Going through the listing below, tally the lines that contain the word "written" and give only that figure.

### Dataset
----------

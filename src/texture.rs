use log::trace;

use crate::{
    atlas::{AtlasAllocator, Region, UvRect},
    error::Result,
};

#[derive(Clone, Copy, Debug, Default, PartialEq, Eq)]
pub enum TextureFormat {
    /// Single channel coverage, e.g. rasterized glyphs.
    #[default]
    R8Unorm,
    Rgba8Unorm,
}

impl TextureFormat {
    pub fn bytes_per_pixel(&self) -> usize {
        match self {
            TextureFormat::R8Unorm => 1,
            TextureFormat::Rgba8Unorm => 4,
        }
    }
}

/// An atlas allocator together with the CPU copy of the canvas it packs.
///
/// Payloads are copied in as they are reserved; the renderer uploads `pixels()` (or just the
/// [`take_dirty`](Self::take_dirty) rectangle) to the GPU texture.
#[derive(Debug, Clone)]
pub struct AtlasTexture {
    allocator: AtlasAllocator,
    format: TextureFormat,
    data: Vec<u8>,
    dirty: Region,
}

impl AtlasTexture {
    pub fn new(size: u32, format: TextureFormat) -> Self {
        let allocator = AtlasAllocator::new(size);
        let len = size as usize * size as usize * format.bytes_per_pixel();
        Self {
            allocator,
            format,
            data: vec![0; len],
            dirty: Region::default(),
        }
    }

    pub fn size(&self) -> u32 {
        self.allocator.size()
    }

    pub fn format(&self) -> TextureFormat {
        self.format
    }

    pub fn allocator(&self) -> &AtlasAllocator {
        &self.allocator
    }

    pub fn pixels(&self) -> &[u8] {
        &self.data
    }

    pub fn bytes_per_row(&self) -> usize {
        self.size() as usize * self.format.bytes_per_pixel()
    }

    pub fn uv(&self, region: Region) -> UvRect {
        region.uv(self.size())
    }

    /// Reserves room for a `width x height` payload and copies it in.
    ///
    /// `pixels` is tightly packed rows in this texture's format. Nothing is written if the atlas
    /// is full.
    ///
    /// # Panics
    ///
    /// If `pixels` does not hold exactly `width * height` pixels.
    pub fn insert(&mut self, width: u32, height: u32, pixels: &[u8]) -> Result<Region> {
        let bpp = self.format.bytes_per_pixel();
        let row_len = width as usize * bpp;
        assert_eq!(
            pixels.len(),
            row_len * height as usize,
            "payload of {width}x{height} {:?} has the wrong length",
            self.format
        );

        let region = self.allocator.reserve(width, height)?;
        if region.is_empty() {
            return Ok(region);
        }

        let stride = self.bytes_per_row();
        for (row, source) in pixels.chunks_exact(row_len).enumerate() {
            let start = (region.y as usize + row) * stride + region.x as usize * bpp;
            self.data[start..start + row_len].copy_from_slice(source);
        }
        self.dirty = self.dirty.union(&region);

        trace!("atlas texture wrote {region:?}");
        Ok(region)
    }

    /// Returns the area written since the last call, if any.
    pub fn take_dirty(&mut self) -> Option<Region> {
        let dirty = std::mem::take(&mut self.dirty);
        (!dirty.is_empty()).then_some(dirty)
    }

    /// Empties the atlas. Pixels are zeroed in place and the whole canvas is marked dirty.
    pub fn clear(&mut self) {
        self.allocator.clear();
        self.data.fill(0);
        let size = self.size();
        self.dirty = Region {
            x: 0,
            y: 0,
            width: size,
            height: size,
        };
    }
}

#[cfg(test)]
mod tests {
    use super::*;
    use crate::error::Error;

    #[test]
    fn payload_lands_at_region() {
        let mut atlas = AtlasTexture::new(8, TextureFormat::R8Unorm);
        let region = atlas.insert(2, 2, &[1, 2, 3, 4]).unwrap();
        assert_eq!((region.x, region.y), (1, 1));

        let pixels = atlas.pixels();
        assert_eq!(&pixels[8 + 1..8 + 3], &[1, 2]);
        assert_eq!(&pixels[16 + 1..16 + 3], &[3, 4]);
        assert_eq!(pixels.iter().filter(|&&p| p != 0).count(), 4);
    }

    #[test]
    fn rgba_rows_are_strided() {
        let mut atlas = AtlasTexture::new(4, TextureFormat::Rgba8Unorm);
        let payload: Vec<u8> = (1..=8).collect();
        let region = atlas.insert(1, 2, &payload).unwrap();
        let stride = atlas.bytes_per_row();
        assert_eq!(stride, 16);
        let first = region.y as usize * stride + region.x as usize * 4;
        assert_eq!(&atlas.pixels()[first..first + 4], &[1, 2, 3, 4]);
        assert_eq!(&atlas.pixels()[first + stride..first + stride + 4], &[5, 6, 7, 8]);
    }

    #[test]
    fn dirty_accumulates_and_resets() {
        let mut atlas = AtlasTexture::new(16, TextureFormat::R8Unorm);
        assert_eq!(atlas.take_dirty(), None);
        atlas.insert(3, 3, &[9; 9]).unwrap();
        atlas.insert(2, 5, &[9; 10]).unwrap();
        assert_eq!(
            atlas.take_dirty(),
            Some(Region {
                x: 1,
                y: 1,
                width: 5,
                height: 5
            })
        );
        assert_eq!(atlas.take_dirty(), None);
    }

    #[test]
    fn full_atlas_writes_nothing() {
        let mut atlas = AtlasTexture::new(4, TextureFormat::R8Unorm);
        let err = atlas.insert(3, 3, &[7; 9]).unwrap_err();
        assert!(matches!(err, Error::AtlasFull { .. }));
        assert!(atlas.pixels().iter().all(|&p| p == 0));
        assert_eq!(atlas.take_dirty(), None);
    }

    #[test]
    fn clear_zeroes_pixels() {
        let mut atlas = AtlasTexture::new(8, TextureFormat::R8Unorm);
        atlas.insert(2, 2, &[5; 4]).unwrap();
        atlas.take_dirty();
        atlas.clear();
        assert!(atlas.pixels().iter().all(|&p| p == 0));
        assert!(atlas.allocator().is_empty());
        assert_eq!(atlas.take_dirty().map(|r| r.width), Some(8));
    }

    #[test]
    #[should_panic]
    fn payload_length_is_checked() {
        let mut atlas = AtlasTexture::new(8, TextureFormat::Rgba8Unorm);
        let _ = atlas.insert(2, 2, &[0; 4]);
    }
}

----------

### Expected output
2